> **What you should do**
Every line below that holds the word "UnboundedReceiver" must be listed.

> **The input**
· · · · · · ·

use std::time::Duration;

use pretty_assertions::assert_eq;
use skadi::{CommandDescriptor, ProcessBridge, ProcessError, StreamEvent, SystemProcessBridge};
use tokio::sync::mpsc;

fn sh(script: &str) -> CommandDescriptor {
    CommandDescriptor::polling("sh", ["-c", script])
}

fn collect_events(descriptor: &CommandDescriptor) -> (skadi::StreamHandle, mpsc::UnboundedReceiver<StreamEvent>) {
    let (send, recv) = mpsc::unbounded_channel();
    let handle = SystemProcessBridge
        .spawn_stream(
            descriptor,
            Box::new(move |event| {
                let _ = send.send(event);
            }),
        )
        .unwrap();
    (handle, recv)
}

async fn next_event(recv: &mut mpsc::UnboundedReceiver<StreamEvent>) -> StreamEvent {
    tokio::time::timeout(Duration::from_secs(5), recv.recv()).await.expect("timed out waiting for stream event").unwrap()
}

#[tokio::test]
async fn run_once_captures_stdout() {
    let output = SystemProcessBridge.run_once(&CommandDescriptor::one_shot("sh", ["-c", "echo hello; echo world"])).await.unwrap();
    assert_eq!(output, "hello\nworld\n");
}

#[tokio::test]
async fn run_once_reports_exit_code() {
    let result = SystemProcessBridge.run_once(&CommandDescriptor::one_shot("sh", ["-c", "echo oops >&2; exit 3"])).await;
    match result {
        Err(ProcessError::NonZeroExit { code, stderr, .. }) => {
            assert_eq!(code, Some(3));
            assert_eq!(stderr, "oops");
        }
        other => panic!("expected non-zero exit, got {:?}", other),
    }
}

#[tokio::test]
async fn run_once_reports_spawn_failure() {
    let result = SystemProcessBridge.run_once(&CommandDescriptor::one_shot("/nonexistent/skadi-backend", Vec::<String>::new())).await;
    assert!(matches!(result, Err(ProcessError::SpawnFailed { .. })));
}

#[tokio::test]
async fn stream_delivers_lines_then_reports_exit() {
    let (_handle, mut events) = collect_events(&sh(r#"printf '{"op": 5, "data": {"volume": 1}}\r\n'; echo second"#));

    match next_event(&mut events).await {
        StreamEvent::Line(line) => assert_eq!(line, br#"{"op": 5, "data": {"volume": 1}}"#.to_vec()),
        other => panic!("expected a line, got {:?}", other),
    }
    match next_event(&mut events).await {
        StreamEvent::Line(line) => assert_eq!(line, b"second".to_vec()),
        other => panic!("expected a line, got {:?}", other),
    }
    match next_event(&mut events).await {
        StreamEvent::Exited(ProcessError::UnexpectedEof { command, .. }) => assert!(command.starts_with("sh -c")),
        other => panic!("expected the stream to end, got {:?}", other),
    }
}

#[tokio::test]
async fn shutdown_terminates_stream() {
    let (handle, mut events) = collect_events(&sh("echo ready; while true; do sleep 1; done"));
    assert!(matches!(next_event(&mut events).await, StreamEvent::Line(_)));

    tokio::time::timeout(Duration::from_secs(5), handle.shutdown()).await.expect("stream did not terminate");
    // a torn down stream does not report an unexpected exit
    assert!(events.recv().await.is_none());
}
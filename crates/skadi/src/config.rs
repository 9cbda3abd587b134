use std::{path::Path, time::Duration};

use anyhow::{Context, Result};
use serde::{Deserialize, Serialize};
use smart_default::SmartDefault;

pub const CONFIG_FILE_NAME: &str = "skadi.json";

/// The program that emits the frame stream.
#[derive(Debug, Clone, PartialEq, Eq, Serialize, Deserialize, SmartDefault)]
#[serde(default)]
pub struct BackendConfig {
    #[default(_code = "\"skadi-backend\".to_string()")]
    pub executable: String,
    pub args: Vec<String>,
}

#[derive(Debug, Clone, PartialEq, Eq, Serialize, Deserialize, SmartDefault)]
#[serde(default)]
pub struct SkadiConfig {
    pub backend: BackendConfig,
    /// seconds between two sysinfo frames
    #[default = 2]
    pub sysinfo_poll_interval: u64,
    /// player name passed to `playerctl --player=`
    #[default(_code = "\"spotify\".to_string()")]
    pub player: String,
    #[default = 200]
    pub volume_debounce_ms: u64,
    #[default = 200]
    pub volume_throttle_ms: u64,
    #[default = 30]
    pub network_history_len: usize,
}

impl SkadiConfig {
    pub fn read_from_file(path: &Path) -> Result<Self> {
        let content = std::fs::read_to_string(path).with_context(|| format!("Failed to read {}", path.display()))?;
        let config: Self = serde_json::from_str(&content).with_context(|| format!("Failed to parse {}", path.display()))?;
        config.validate().with_context(|| format!("Invalid config in {}", path.display()))?;
        Ok(config)
    }

    fn validate(&self) -> Result<()> {
        anyhow::ensure!(self.network_history_len > 0, "network_history_len must be at least 1");
        Ok(())
    }

    /// Load the config from `config_dir`. A missing file yields the defaults, a broken one is logged and yields the defaults.
    pub fn load(config_dir: &Path) -> Self {
        let path = config_dir.join(CONFIG_FILE_NAME);
        if !path.exists() {
            log::info!("No config file at {}, using defaults", path.display());
            return Self::default();
        }
        match Self::read_from_file(&path) {
            Ok(config) => config,
            Err(err) => {
                log::error!("{:?}", err);
                Self::default()
            }
        }
    }

    pub fn volume_debounce(&self) -> Duration {
        Duration::from_millis(self.volume_debounce_ms)
    }

    pub fn volume_throttle(&self) -> Duration {
        Duration::from_millis(self.volume_throttle_ms)
    }
}

#[cfg(test)]
mod tests {
    use super::*;
    use pretty_assertions::assert_eq;

    #[test]
    fn test_defaults() {
        let config = SkadiConfig::default();
        assert_eq!(config.sysinfo_poll_interval, 2);
        assert_eq!(config.player, "spotify");
        assert_eq!(config.volume_debounce(), Duration::from_millis(200));
        assert_eq!(config.network_history_len, 30);
        assert_eq!(config.backend.executable, "skadi-backend");
    }

    #[test]
    fn test_partial_config() {
        let config: SkadiConfig =
            serde_json::from_str(r#"{"player": "mpv", "backend": {"executable": "/opt/skadi/backend"}}"#).unwrap();
        assert_eq!(config.player, "mpv");
        assert_eq!(config.backend, BackendConfig { executable: "/opt/skadi/backend".to_string(), args: Vec::new() });
        assert_eq!(config.volume_throttle_ms, 200);
    }

    #[test]
    fn test_broken_file_falls_back_to_defaults() {
        let dir = std::env::temp_dir().join(format!("skadi-config-test-{}", std::process::id()));
        std::fs::create_dir_all(&dir).unwrap();
        std::fs::write(dir.join(CONFIG_FILE_NAME), "{ not json").unwrap();
        assert!(SkadiConfig::read_from_file(&dir.join(CONFIG_FILE_NAME)).is_err());
        assert_eq!(SkadiConfig::load(&dir), SkadiConfig::default());
        std::fs::remove_dir_all(&dir).unwrap();
    }

    #[test]
    fn test_empty_network_history_is_rejected() {
        let dir = std::env::temp_dir().join(format!("skadi-config-history-test-{}", std::process::id()));
        std::fs::create_dir_all(&dir).unwrap();
        std::fs::write(dir.join(CONFIG_FILE_NAME), r#"{"network_history_len": 0, "player": "mpv"}"#).unwrap();
        assert!(SkadiConfig::read_from_file(&dir.join(CONFIG_FILE_NAME)).is_err());
        assert_eq!(SkadiConfig::load(&dir).network_history_len, 30);
        std::fs::remove_dir_all(&dir).unwrap();
    }
}
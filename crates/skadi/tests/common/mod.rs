#![allow(dead_code)]

use std::{
    collections::{HashMap, HashSet},
    sync::{Arc, Mutex},
};

use futures::{future::BoxFuture, FutureExt};
use skadi::{
    process_bridge::LineHandler, CommandDescriptor, ProcessBridge, ProcessError, StreamEvent, StreamHandle,
};
use skadi_payload::Envelope;
use tokio_util::sync::CancellationToken;

/// A [`ProcessBridge`] that never starts a process. Streams are driven by hand and every call is recorded.
#[derive(Default)]
pub struct FakeBridge {
    state: Mutex<FakeState>,
}

#[derive(Default)]
struct FakeState {
    streams: Vec<FakeStream>,
    runs: Vec<CommandDescriptor>,
    outputs: HashMap<CommandDescriptor, Result<String, i32>>,
    unspawnable: HashSet<String>,
    hanging: HashSet<CommandDescriptor>,
}

struct FakeStream {
    descriptor: CommandDescriptor,
    on_event: LineHandler,
    cancel: CancellationToken,
}

impl FakeBridge {
    pub fn new() -> Arc<Self> {
        Arc::new(Self::default())
    }

    /// Make `run_once` of `descriptor` succeed with `output`.
    pub fn set_output(&self, descriptor: CommandDescriptor, output: &str) {
        self.state.lock().unwrap().outputs.insert(descriptor, Ok(output.to_string()));
    }

    /// Make `run_once` of `descriptor` exit with `code`.
    pub fn set_exit_code(&self, descriptor: CommandDescriptor, code: i32) {
        self.state.lock().unwrap().outputs.insert(descriptor, Err(code));
    }

    /// Make `run_once` of `descriptor` never finish.
    pub fn hang(&self, descriptor: CommandDescriptor) {
        self.state.lock().unwrap().hanging.insert(descriptor);
    }

    /// Make every spawn of `executable` fail.
    pub fn fail_spawns_of(&self, executable: &str) {
        self.state.lock().unwrap().unspawnable.insert(executable.to_string());
    }

    pub fn spawn_count(&self) -> usize {
        self.state.lock().unwrap().streams.len()
    }

    pub fn spawned(&self) -> Vec<CommandDescriptor> {
        self.state.lock().unwrap().streams.iter().map(|stream| stream.descriptor.clone()).collect()
    }

    /// Number of streams that were torn down by their owner.
    pub fn terminated_count(&self) -> usize {
        self.state.lock().unwrap().streams.iter().filter(|stream| stream.cancel.is_cancelled()).count()
    }

    pub fn runs(&self) -> Vec<CommandDescriptor> {
        self.state.lock().unwrap().runs.clone()
    }

    /// Write a raw line to the standard output of the `index`th spawned stream.
    pub fn emit_line(&self, index: usize, line: &str) {
        let state = self.state.lock().unwrap();
        (state.streams[index].on_event)(StreamEvent::Line(line.as_bytes().to_vec()));
    }

    pub fn emit(&self, index: usize, envelope: &Envelope) {
        self.emit_line(index, &envelope.to_line().unwrap());
    }

    /// Let the `index`th spawned stream die on its own.
    pub fn exit(&self, index: usize) {
        let state = self.state.lock().unwrap();
        let stream = &state.streams[index];
        let error = ProcessError::UnexpectedEof { command: stream.descriptor.to_string(), status: "exit status: 1".to_string() };
        (stream.on_event)(StreamEvent::Exited(error));
    }
}

impl ProcessBridge for FakeBridge {
    fn run_once(&self, descriptor: &CommandDescriptor) -> BoxFuture<'static, Result<String, ProcessError>> {
        let mut state = self.state.lock().unwrap();
        state.runs.push(descriptor.clone());
        if state.hanging.contains(descriptor) {
            return futures::future::pending().boxed();
        }
        let command = descriptor.to_string();
        let result = match state.outputs.get(descriptor) {
            Some(Ok(output)) => Ok(output.clone()),
            Some(Err(code)) => Err(ProcessError::NonZeroExit { command, code: Some(*code), stderr: String::new() }),
            None if state.unspawnable.contains(&descriptor.executable) => Err(ProcessError::SpawnFailed {
                command,
                source: std::io::Error::new(std::io::ErrorKind::NotFound, "No such file or directory"),
            }),
            None => Ok(String::new()),
        };
        async move { result }.boxed()
    }

    fn spawn_stream(&self, descriptor: &CommandDescriptor, on_event: LineHandler) -> Result<StreamHandle, ProcessError> {
        let mut state = self.state.lock().unwrap();
        if state.unspawnable.contains(&descriptor.executable) {
            return Err(ProcessError::SpawnFailed {
                command: descriptor.to_string(),
                source: std::io::Error::new(std::io::ErrorKind::NotFound, "No such file or directory"),
            });
        }
        let cancel = CancellationToken::new();
        let task = tokio::spawn({
            let cancel = cancel.clone();
            async move { cancel.cancelled().await }
        });
        state.streams.push(FakeStream { descriptor: descriptor.clone(), on_event, cancel: cancel.clone() });
        Ok(StreamHandle::new(cancel, task))
    }
}

/// Collects every frame a subscription receives.
pub fn recorder() -> (Arc<Mutex<Vec<Envelope>>>, impl FnMut(&Envelope) + Send + 'static) {
    let frames = Arc::new(Mutex::new(Vec::new()));
    let on_frame = {
        let frames = frames.clone();
        move |envelope: &Envelope| frames.lock().unwrap().push(envelope.clone())
    };
    (frames, on_frame)
}
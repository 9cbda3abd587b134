//! The external commands the bar widgets run.

use serde::{Deserialize, Serialize};
use skadi_payload::WorkspaceId;

use crate::{config::BackendConfig, descriptor::CommandDescriptor};

/// Media player controls, named as `playerctl` expects them.
#[derive(
    Debug, Clone, Copy, PartialEq, Eq, Serialize, Deserialize, strum::AsRefStr, strum::EnumString, strum::Display, clap::ValueEnum,
)]
#[strum(serialize_all = "kebab-case")]
pub enum PlayerAction {
    Previous,
    Play,
    Pause,
    PlayPause,
    Next,
}

pub fn switch_workspace(id: WorkspaceId) -> CommandDescriptor {
    CommandDescriptor::one_shot("hyprctl", ["dispatch".to_string(), "workspace".to_string(), id.to_string()])
}

pub fn list_workspaces() -> CommandDescriptor {
    CommandDescriptor::one_shot("hyprctl", ["workspaces", "-j"])
}

pub fn active_workspace() -> CommandDescriptor {
    CommandDescriptor::one_shot("hyprctl", ["activeworkspace", "-j"])
}

pub fn media_control(player: &str, action: PlayerAction) -> CommandDescriptor {
    CommandDescriptor::one_shot("playerctl", [format!("--player={}", player), action.to_string()])
}

pub fn set_volume(volume: u8) -> CommandDescriptor {
    CommandDescriptor::one_shot("pactl", ["set-sink-volume".to_string(), "@DEFAULT_SINK@".to_string(), format!("{}%", volume)])
}

pub fn get_volume() -> CommandDescriptor {
    CommandDescriptor::one_shot("pactl", ["get-sink-volume", "@DEFAULT_SINK@"])
}

pub fn power_menu() -> CommandDescriptor {
    CommandDescriptor::one_shot("wlogout", Vec::<String>::new())
}

pub fn backend_stream(backend: &BackendConfig, sysinfo_poll_interval: u64) -> CommandDescriptor {
    let args = backend.args.iter().cloned().chain(["--sysinfo-poll-interval".to_string(), sysinfo_poll_interval.to_string()]);
    CommandDescriptor::polling(backend.executable.clone(), args)
}

/// Extract the volume from the output of `pactl get-sink-volume`, which looks like
/// `Volume: front-left: 32768 /  50% / -18.06 dB,   front-right: ...`. The first percentage wins.
pub fn parse_volume(output: &str) -> Option<u8> {
    let captures = crate::regex!(r"(\d+)%").captures(output)?;
    let percent: u64 = captures.get(1)?.as_str().parse().ok()?;
    Some(percent.min(100) as u8)
}
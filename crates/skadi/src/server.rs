use std::sync::Arc;

use anyhow::{Context, Result};
use tokio::sync::mpsc::UnboundedSender;

use crate::{
    app::{Bar, BarCommand},
    config::SkadiConfig,
    dispatch::CommandDispatcher,
    ipc_server,
    paths::SkadiPaths,
    process_bridge::SystemProcessBridge,
};

/// Run the bar daemon in the foreground until it is killed.
pub fn initialize_server(paths: SkadiPaths, action: Option<BarCommand>) -> Result<()> {
    log::info!("Loading paths: {}", &paths);
    let config = SkadiConfig::load(paths.get_config_dir());
    log::debug!("Using config: {:?}", config);

    simple_signal::set_handler(&[simple_signal::Signal::Int, simple_signal::Signal::Term], move |_| {
        log::info!("Shutting down skadi daemon...");
        if let Err(e) = crate::application_lifecycle::send_exit() {
            log::error!("Failed to send application shutdown event to workers: {:?}", e);
            std::process::exit(1);
        }
    });

    let rt = tokio::runtime::Builder::new_multi_thread()
        .thread_name("skadi-server")
        .enable_all()
        .build()
        .context("Failed to initialize tokio runtime")?;

    rt.block_on(async {
        let (evt_send, evt_recv) = tokio::sync::mpsc::unbounded_channel();
        let dispatcher = CommandDispatcher::new(Arc::new(SystemProcessBridge));
        let (mut bar, _snapshot_recv) = Bar::start(config, dispatcher, evt_send.clone());

        // if an action was given to the daemon initially, execute it first.
        if let Some(action) = action {
            bar.handle_command(action);
        }

        let async_part = init_async_part(paths.clone(), evt_send);
        bar.run(evt_recv).await;

        if let Err(e) = async_part.await {
            log::error!("skadi exiting with error: {:?}", e);
        }
    });

    let _ = std::fs::remove_file(paths.get_ipc_socket_file());
    log::info!("skadi daemon finished");
    Ok(())
}

fn init_async_part(paths: SkadiPaths, evt_send: UnboundedSender<BarCommand>) -> tokio::task::JoinHandle<()> {
    let ipc_server_join_handle = {
        let evt_send = evt_send.clone();
        tokio::spawn(async move { ipc_server::run_server(evt_send, paths.get_ipc_socket_file()).await })
    };

    let forward_exit_to_app_handle = tokio::spawn(async move {
        // Wait for application exit event
        let _ = crate::application_lifecycle::recv_exit().await;
        log::debug!("Forward task received exit event");
        // Then forward that to the application
        let _ = evt_send.send(BarCommand::KillServer);
    });

    tokio::spawn(async move {
        let (ipc_result, forward_result) = tokio::join!(ipc_server_join_handle, forward_exit_to_app_handle);
        match ipc_result {
            Ok(Err(e)) => {
                log::error!("IPC server failed: {:?}", e);
            }
            Err(e) => log::error!("IPC server task panicked: {:?}", e),
            Ok(Ok(())) => {}
        }
        if let Err(e) = forward_result {
            log::error!("Exit forwarding task panicked: {:?}", e);
        }
    })
}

· · · · · · ·

> **Problem solution**
fn collect_events(descriptor: &CommandDescriptor) -> (skadi::StreamHandle, mpsc::UnboundedReceiver<StreamEvent>) {
async fn next_event(recv: &mut mpsc::UnboundedReceiver<StreamEvent>) -> StreamEvent {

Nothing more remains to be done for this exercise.